PROBLEM STATEMENT - Nothing in the data may be altered as it is transcribed.

*** DATASET CONTENT ***

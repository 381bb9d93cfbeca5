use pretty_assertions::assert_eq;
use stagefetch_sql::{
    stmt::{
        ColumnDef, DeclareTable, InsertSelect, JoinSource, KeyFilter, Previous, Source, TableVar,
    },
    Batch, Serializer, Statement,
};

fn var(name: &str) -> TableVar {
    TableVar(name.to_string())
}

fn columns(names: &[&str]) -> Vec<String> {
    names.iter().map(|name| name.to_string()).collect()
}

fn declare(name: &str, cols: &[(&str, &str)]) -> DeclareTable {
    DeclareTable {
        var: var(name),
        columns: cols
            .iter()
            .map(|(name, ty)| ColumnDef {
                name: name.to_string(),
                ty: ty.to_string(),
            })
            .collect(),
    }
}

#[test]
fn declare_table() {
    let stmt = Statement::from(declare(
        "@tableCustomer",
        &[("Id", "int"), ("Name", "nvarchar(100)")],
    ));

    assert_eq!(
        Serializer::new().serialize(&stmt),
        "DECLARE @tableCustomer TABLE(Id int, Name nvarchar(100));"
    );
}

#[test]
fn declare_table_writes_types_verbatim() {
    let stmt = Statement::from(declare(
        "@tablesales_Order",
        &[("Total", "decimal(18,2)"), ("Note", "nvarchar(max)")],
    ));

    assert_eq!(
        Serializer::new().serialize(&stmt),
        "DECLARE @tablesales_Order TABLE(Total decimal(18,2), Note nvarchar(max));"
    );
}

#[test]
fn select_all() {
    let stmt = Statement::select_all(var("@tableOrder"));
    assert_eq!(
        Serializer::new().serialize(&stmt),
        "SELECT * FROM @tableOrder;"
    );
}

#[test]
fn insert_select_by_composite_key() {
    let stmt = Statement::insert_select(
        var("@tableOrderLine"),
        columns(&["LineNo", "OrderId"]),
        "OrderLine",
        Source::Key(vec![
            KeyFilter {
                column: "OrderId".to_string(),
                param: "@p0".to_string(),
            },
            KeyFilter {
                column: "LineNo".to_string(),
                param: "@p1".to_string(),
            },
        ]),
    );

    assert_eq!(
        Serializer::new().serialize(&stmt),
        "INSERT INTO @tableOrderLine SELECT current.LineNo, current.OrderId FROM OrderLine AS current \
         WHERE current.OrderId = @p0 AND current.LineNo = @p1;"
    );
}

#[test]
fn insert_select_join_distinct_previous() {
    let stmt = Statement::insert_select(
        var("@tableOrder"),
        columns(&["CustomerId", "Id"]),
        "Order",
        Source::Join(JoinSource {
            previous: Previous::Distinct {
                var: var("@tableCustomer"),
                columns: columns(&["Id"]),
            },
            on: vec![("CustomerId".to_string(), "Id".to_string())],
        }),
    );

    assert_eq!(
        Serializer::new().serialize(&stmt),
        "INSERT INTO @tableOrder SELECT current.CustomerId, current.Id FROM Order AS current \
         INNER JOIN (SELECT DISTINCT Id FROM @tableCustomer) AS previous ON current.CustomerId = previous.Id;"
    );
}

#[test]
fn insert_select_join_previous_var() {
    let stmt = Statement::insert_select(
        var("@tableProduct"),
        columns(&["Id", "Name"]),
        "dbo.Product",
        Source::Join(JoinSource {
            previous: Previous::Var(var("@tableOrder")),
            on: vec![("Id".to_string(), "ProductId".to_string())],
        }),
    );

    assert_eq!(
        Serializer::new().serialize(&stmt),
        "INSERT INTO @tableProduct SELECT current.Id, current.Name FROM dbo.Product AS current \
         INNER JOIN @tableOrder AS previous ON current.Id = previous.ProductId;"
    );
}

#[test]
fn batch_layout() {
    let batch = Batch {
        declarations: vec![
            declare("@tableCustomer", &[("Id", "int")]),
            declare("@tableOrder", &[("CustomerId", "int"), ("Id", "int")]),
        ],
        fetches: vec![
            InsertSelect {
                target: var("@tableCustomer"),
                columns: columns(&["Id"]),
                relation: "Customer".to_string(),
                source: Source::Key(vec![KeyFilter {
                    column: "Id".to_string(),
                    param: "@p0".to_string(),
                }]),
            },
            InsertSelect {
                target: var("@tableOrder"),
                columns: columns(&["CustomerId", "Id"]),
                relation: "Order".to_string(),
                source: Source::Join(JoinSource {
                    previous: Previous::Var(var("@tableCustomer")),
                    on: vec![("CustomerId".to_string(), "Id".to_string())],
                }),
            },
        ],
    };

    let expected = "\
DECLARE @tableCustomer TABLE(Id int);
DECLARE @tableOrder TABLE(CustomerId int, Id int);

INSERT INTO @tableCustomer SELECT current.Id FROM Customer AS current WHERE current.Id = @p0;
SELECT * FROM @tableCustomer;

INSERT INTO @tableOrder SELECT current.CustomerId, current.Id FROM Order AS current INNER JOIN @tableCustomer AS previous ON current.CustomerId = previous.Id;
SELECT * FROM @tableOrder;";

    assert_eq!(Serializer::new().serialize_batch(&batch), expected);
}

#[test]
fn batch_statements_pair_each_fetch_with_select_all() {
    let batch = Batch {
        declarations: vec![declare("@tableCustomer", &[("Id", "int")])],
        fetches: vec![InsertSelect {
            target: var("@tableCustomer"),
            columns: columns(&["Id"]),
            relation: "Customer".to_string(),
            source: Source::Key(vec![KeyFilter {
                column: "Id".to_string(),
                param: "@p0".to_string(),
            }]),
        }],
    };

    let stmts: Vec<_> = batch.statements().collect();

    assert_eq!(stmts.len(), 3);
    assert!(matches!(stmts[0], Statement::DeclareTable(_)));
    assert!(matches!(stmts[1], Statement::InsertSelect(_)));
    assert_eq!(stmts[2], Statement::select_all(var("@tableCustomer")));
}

*** End of DATASET CONTENT ***

RESPONSE TO THIS TASK -
repository 381bb9d93cfbeca5
use pretty_assertions::assert_eq;
use stagefetch_sql::{
    stmt::{
        ColumnDef, DeclareTable, InsertSelect, JoinSource, KeyFilter, Previous, Source, TableVar,
    },
    Batch, Serializer, Statement,
};

fn var(name: &str) -> TableVar {
    TableVar(name.to_string())
}

fn columns(names: &[&str]) -> Vec<String> {
    names.iter().map(|name| name.to_string()).collect()
}

fn declare(name: &str, cols: &[(&str, &str)]) -> DeclareTable {
    DeclareTable {
        var: var(name),
        columns: cols
            .iter()
            .map(|(name, ty)| ColumnDef {
                name: name.to_string(),
                ty: ty.to_string(),
            })
            .collect(),
    }
}

#[test]
fn declare_table() {
    let stmt = Statement::from(declare(
        "@tableCustomer",
        &[("Id", "int"), ("Name", "nvarchar(100)")],
    ));

    assert_eq!(
        Serializer::new().serialize(&stmt),
        "DECLARE @tableCustomer TABLE(Id int, Name nvarchar(100));"
    );
}

#[test]
fn declare_table_writes_types_verbatim() {
    let stmt = Statement::from(declare(
        "@tablesales_Order",
        &[("Total", "decimal(18,2)"), ("Note", "nvarchar(max)")],
    ));

    assert_eq!(
        Serializer::new().serialize(&stmt),
        "DECLARE @tablesales_Order TABLE(Total decimal(18,2), Note nvarchar(max));"
    );
}

#[test]
fn select_all() {
    let stmt = Statement::select_all(var("@tableOrder"));
    assert_eq!(
        Serializer::new().serialize(&stmt),
        "SELECT * FROM @tableOrder;"
    );
}

#[test]
fn insert_select_by_composite_key() {
    let stmt = Statement::insert_select(
        var("@tableOrderLine"),
        columns(&["LineNo", "OrderId"]),
        "OrderLine",
        Source::Key(vec![
            KeyFilter {
                column: "OrderId".to_string(),
                param: "@p0".to_string(),
            },
            KeyFilter {
                column: "LineNo".to_string(),
                param: "@p1".to_string(),
            },
        ]),
    );

    assert_eq!(
        Serializer::new().serialize(&stmt),
        "INSERT INTO @tableOrderLine SELECT current.LineNo, current.OrderId FROM OrderLine AS current \
         WHERE current.OrderId = @p0 AND current.LineNo = @p1;"
    );
}

#[test]
fn insert_select_join_distinct_previous() {
    let stmt = Statement::insert_select(
        var("@tableOrder"),
        columns(&["CustomerId", "Id"]),
        "Order",
        Source::Join(JoinSource {
            previous: Previous::Distinct {
                var: var("@tableCustomer"),
                columns: columns(&["Id"]),
            },
            on: vec![("CustomerId".to_string(), "Id".to_string())],
        }),
    );

    assert_eq!(
        Serializer::new().serialize(&stmt),
        "INSERT INTO @tableOrder SELECT current.CustomerId, current.Id FROM Order AS current \
         INNER JOIN (SELECT DISTINCT Id FROM @tableCustomer) AS previous ON current.CustomerId = previous.Id;"
    );
}

#[test]
fn insert_select_join_previous_var() {
    let stmt = Statement::insert_select(
        var("@tableProduct"),
        columns(&["Id", "Name"]),
        "dbo.Product",
        Source::Join(JoinSource {
            previous: Previous::Var(var("@tableOrder")),
            on: vec![("Id".to_string(), "ProductId".to_string())],
        }),
    );

    assert_eq!(
        Serializer::new().serialize(&stmt),
        "INSERT INTO @tableProduct SELECT current.Id, current.Name FROM dbo.Product AS current \
         INNER JOIN @tableOrder AS previous ON current.Id = previous.ProductId;"
    );
}

#[test]
fn batch_layout() {
    let batch = Batch {
        declarations: vec![
            declare("@tableCustomer", &[("Id", "int")]),
            declare("@tableOrder", &[("CustomerId", "int"), ("Id", "int")]),
        ],
        fetches: vec![
            InsertSelect {
                target: var("@tableCustomer"),
                columns: columns(&["Id"]),
                relation: "Customer".to_string(),
                source: Source::Key(vec![KeyFilter {
                    column: "Id".to_string(),
                    param: "@p0".to_string(),
                }]),
            },
            InsertSelect {
                target: var("@tableOrder"),
                columns: columns(&["CustomerId", "Id"]),
                relation: "Order".to_string(),
                source: Source::Join(JoinSource {
                    previous: Previous::Var(var("@tableCustomer")),
                    on: vec![("CustomerId".to_string(), "Id".to_string())],
                }),
            },
        ],
    };

    let expected = "\
DECLARE @tableCustomer TABLE(Id int);
DECLARE @tableOrder TABLE(CustomerId int, Id int);

INSERT INTO @tableCustomer SELECT current.Id FROM Customer AS current WHERE current.Id = @p0;
SELECT * FROM @tableCustomer;

INSERT INTO @tableOrder SELECT current.CustomerId, current.Id FROM Order AS current INNER JOIN @tableCustomer AS previous ON current.CustomerId = previous.Id;
SELECT * FROM @tableOrder;";

    assert_eq!(Serializer::new().serialize_batch(&batch), expected);
}

#[test]
fn batch_statements_pair_each_fetch_with_select_all() {
    let batch = Batch {
        declarations: vec![declare("@tableCustomer", &[("Id", "int")])],
        fetches: vec![InsertSelect {
            target: var("@tableCustomer"),
            columns: columns(&["Id"]),
            relation: "Customer".to_string(),
            source: Source::Key(vec![KeyFilter {
                column: "Id".to_string(),
                param: "@p0".to_string(),
            }]),
        }],
    };

    let stmts: Vec<_> = batch.statements().collect();

    assert_eq!(stmts.len(), 3);
    assert!(matches!(stmts[0], Statement::DeclareTable(_)));
    assert!(matches!(stmts[1], Statement::InsertSelect(_)));
    assert_eq!(stmts[2], Statement::select_all(var("@tableCustomer")));
}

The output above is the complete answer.